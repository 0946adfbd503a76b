// Copyright (c) 2025 Geoffrey Huntley <ghuntley@ghuntley.com>. All rights reserved.
// SPDX-License-Identifier: Proprietary

//! Cryptographic building blocks for the permit registry.
//!
//! - [`KeyVault`] generates the key set on first run and loads it afterwards.
//! - [`FieldCipher`] seals individual sensitive fields with AES-256-GCM.
//! - [`RecordSigner`] computes and verifies the HMAC-SHA256 record signature
//!   over [`StoredFields`], and produces RSA-PSS [`Attestation`]s.

pub mod cipher;
pub mod error;
pub mod signer;
pub mod vault;

pub use cipher::FieldCipher;
pub use error::{CryptoError, CryptoResult};
pub use signer::{verify_attestation, Attestation, RecordSigner, StoredFields};
pub use vault::{testing, KeyMaterial, KeyVault, KEY_FILES};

*Work instructions:* Scan the listing for "RecordSigner" and copy out each line that has it.

*Answer to the problem:*
//! - [`RecordSigner`] computes and verifies the HMAC-SHA256 record signature
pub use signer::{verify_attestation, Attestation, RecordSigner, StoredFields};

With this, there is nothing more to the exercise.